What we've seen today and, in fact, what we've seen all week is the government messing with the Senate timetable to ram this bill through when what it actually, in my view, should be concerning itself with is not only restoring integrity and establishing an anticorruption body that actually stops corruption and genuinely restores integrity but also looking at workplace health and safety. I'm from Queensland, and we saw media reports in the last couple of days that found that not one, not two, but seven workers have been killed on mine sites or quarry sites in the last 18 months. We all know that workplace health and safety conditions aren't strong enough and we know they're not strongly enforced. That's exactly why we need strong unions: to protect workers' working conditions.
I am embarrassed that this government, rather than dealing with, say, national industrial manslaughter laws, is instead wanting to attack unions that are simply trying to protect workers and make sure they can go home safe at night. I had a motion to move today that noted those tragic, avoidable deaths and noting that this government, rather than demonising and attacking unions, maybe should turn its mind to national industrial manslaughter laws, but we didn't even get to motions today because this government is ramming through this particular bill. In fact, we haven't got to a lot of other business this week, again, because this government wants to ram through this bill and it just wants to attack it political opponents. I'm embarrassed and I think the people that are working on those sites and ordinary working people will be outraged.

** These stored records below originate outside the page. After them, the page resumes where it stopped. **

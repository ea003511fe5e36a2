//! Sink adapters that need nothing beyond the async runtime.

pub mod channel;
//! Dead-letter queue persisted in `relay_dead_letters`.

use async_trait::async_trait;
use sqlx::PgPool;

use cdc_relay_core::dead_letter::{DeadLetter, DeadLetterHandler};
use cdc_relay_core::error::DeadLetterError;

use crate::error::dead_letter_unavailable;

/// Stores dead letters for manual inspection, one row per dedup key.
#[derive(Debug, Clone)]
pub struct PgDeadLetterQueue {
    pool: PgPool,
}

impl PgDeadLetterQueue {
    /// Creates a new `PgDeadLetterQueue`.
    #[must_use]
    pub fn new(pool: PgPool) -> Self {
        Self { pool }
    }
}

#[async_trait]
impl DeadLetterHandler for PgDeadLetterQueue {
    async fn route(&self, letter: &DeadLetter) -> Result<(), DeadLetterError> {
        sqlx::query(
            r"
            INSERT INTO relay_dead_letters
                (dedup_key, source, partition_key, sequence_token, failure_code, message, record,
                 first_failed_at, last_failed_at)
            VALUES ($1, $2, $3, $4, $5, $6, $7, $8, $8)
            ON CONFLICT (dedup_key) DO UPDATE SET
                failure_code   = EXCLUDED.failure_code,
                message        = EXCLUDED.message,
                record         = EXCLUDED.record,
                last_failed_at = EXCLUDED.last_failed_at,
                attempts       = relay_dead_letters.attempts + 1
            ",
        )
        .bind(letter.dedup_key.as_str())
        .bind(&letter.source)
        .bind(&letter.partition_key)
        .bind(&letter.sequence_token)
        .bind(letter.failure_code)
        .bind(&letter.message)
        .bind(&letter.record)
        .bind(letter.failed_at)
        .execute(&self.pool)
        .await
        .map_err(|e| dead_letter_unavailable(&e))?;
        Ok(())
    }
}
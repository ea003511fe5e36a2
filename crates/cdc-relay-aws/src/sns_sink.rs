//! SNS message-bus sink.

use std::collections::HashMap;

use async_trait::async_trait;
use aws_sdk_sns::Client;
use aws_sdk_sns::error::{DisplayErrorContext, SdkError};
use aws_sdk_sns::operation::publish::PublishError;
use aws_sdk_sns::types::MessageAttributeValue;
use tracing::{debug, info};

use cdc_relay_core::error::SinkError;
use cdc_relay_core::event::DomainEvent;
use cdc_relay_core::sink::SinkAdapter;

/// Message attribute carrying the event type, for subscription filters.
pub const EVENT_TYPE_ATTR: &str = "event_type";
/// Message attribute carrying the entity name.
pub const ENTITY_ATTR: &str = "entity";

/// Publishes each event as JSON to one SNS topic.
///
/// On FIFO topics the partition key is the message group, so events for one
/// entity stay ordered, and the event id is the deduplication id, so a
/// republished event is dropped by SNS itself.
#[derive(Debug, Clone)]
pub struct SnsSink {
    client: Client,
    topic_arn: String,
    fifo: bool,
}

impl SnsSink {
    /// Creates a sink publishing to `topic_arn`.
    #[must_use]
    pub fn new(config: &aws_config::SdkConfig, topic_arn: impl Into<String>) -> Self {
        let topic_arn = topic_arn.into();
        let fifo = is_fifo_topic(&topic_arn);
        info!(topic_arn = %topic_arn, fifo, "using SNS sink");
        Self {
            client: Client::new(config),
            topic_arn,
            fifo,
        }
    }
}

/// FIFO topic names end in `.fifo`.
#[must_use]
pub fn is_fifo_topic(topic_arn: &str) -> bool {
    topic_arn.ends_with(".fifo")
}

fn string_attribute(value: &str) -> Result<MessageAttributeValue, SinkError> {
    MessageAttributeValue::builder()
        .data_type("String")
        .string_value(value)
        .build()
        .map_err(|e| SinkError::Permanent(format!("failed to build message attribute: {e}")))
}

fn classify(err: &SdkError<PublishError>) -> SinkError {
    let message = format!("SNS publish failed: {}", DisplayErrorContext(err));
    let permanent = err.as_service_error().is_some_and(|e| {
        e.is_invalid_parameter_exception()
            || e.is_invalid_parameter_value_exception()
            || e.is_not_found_exception()
            || e.is_authorization_error_exception()
    });
    if permanent {
        SinkError::Permanent(message)
    } else {
        SinkError::Transient(message)
    }
}

#[async_trait]
impl SinkAdapter for SnsSink {
    fn name(&self) -> &'static str {
        "sns"
    }

    async fn apply(&self, event: &DomainEvent) -> Result<(), SinkError> {
        let message = serde_json::to_string(event)
            .map_err(|e| SinkError::Permanent(format!("failed to encode event: {e}")))?;

        let attrs = HashMap::from([
            (EVENT_TYPE_ATTR.to_owned(), string_attribute(&event.event_type)?),
            (ENTITY_ATTR.to_owned(), string_attribute(&event.entity)?),
        ]);

        let mut request = self
            .client
            .publish()
            .topic_arn(&self.topic_arn)
            .message(message)
            .set_message_attributes(Some(attrs));
        if self.fifo {
            request = request
                .message_group_id(&event.partition_key)
                .message_deduplication_id(event.event_id.to_string());
        }

        let output = request.send().await.map_err(|e| classify(&e))?;

        debug!(
            event_id = %event.event_id,
            message_id = output.message_id().unwrap_or_default(),
            "published event to SNS"
        );
        Ok(())
    }

    async fn shutdown(&self) {
        info!(topic_arn = %self.topic_arn, "SNS sink released");
    }
}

This is a flagrant attack. If you really want to restore integrity then why are you attacking one particular sector—and a sector that represents workers, to boot? If you really want to ensure integrity, stop taking corporate donations from big business: $100 million since 2012. Policies for sale, access for sale and cushy jobs when you leave this parliament—that's the lack of integrity that this chamber should be addressing. That is exactly why we have managed to cobble together enough support not from this government but from the other people in the chamber to pass a bill to set up a national integrity commission, an anticorruption body, a federal ICAC or whatever you want to call it. We passed that bill a few months ago. As I said before, it hasn't seen the light of day in the House of Representatives, because this government does not want to ensure integrity. It actually just wants to demonise workers and crack down on unions. This is the government that brought us Work Choices. This is a government that has cut penalty rates. This is a government that turns a blind eye to underpayment of wages by its big business donors. This is not a level playing field, folks.
If you, the government, want to ensure integrity, why don't you start actually addressing those flagrant breaches of the law and why don't you crack down on that dodgy behaviour? I know those people give you money. It shouldn't actually determine your policy decisions. That's corruption. That's policy for sale. That's why we need an integrity commission—to regulate the activities of who can buy what in this place. We don't think that any of us should be for sale. We don't think that money should be having an influence on the decisions that get taken in this chamber or any other place. We think that the public interest—the interests of the community and the planet—should be what's driving the decisions that we all take collectively in these chambers.
But, no, money talks in this joint, and so we see massive corporate tax cuts and massive corporate donations. We see stagnant wages and we see wage theft. We see penalty rates cut. And we see an attack on unions in that context, where big employers and big corporates are getting to write their own rules, and this government is dancing to their tune. It's embarrassing, and it is actually making workplaces less safe.
There were seven people in Queensland on mine sites and quarries who did not deserve to not be able to return to their families one evening. This government is doing absolutely nothing about that. It is making workplaces less safe by attacking the very bodies that stand up for the rights of workers to be able to be treated fairly in workplaces, to be not discriminated against and to go home without losing a limb or losing their life. Just when you think this mob can't find a new low, they manage to find one. It is breaking the nation's collective heart.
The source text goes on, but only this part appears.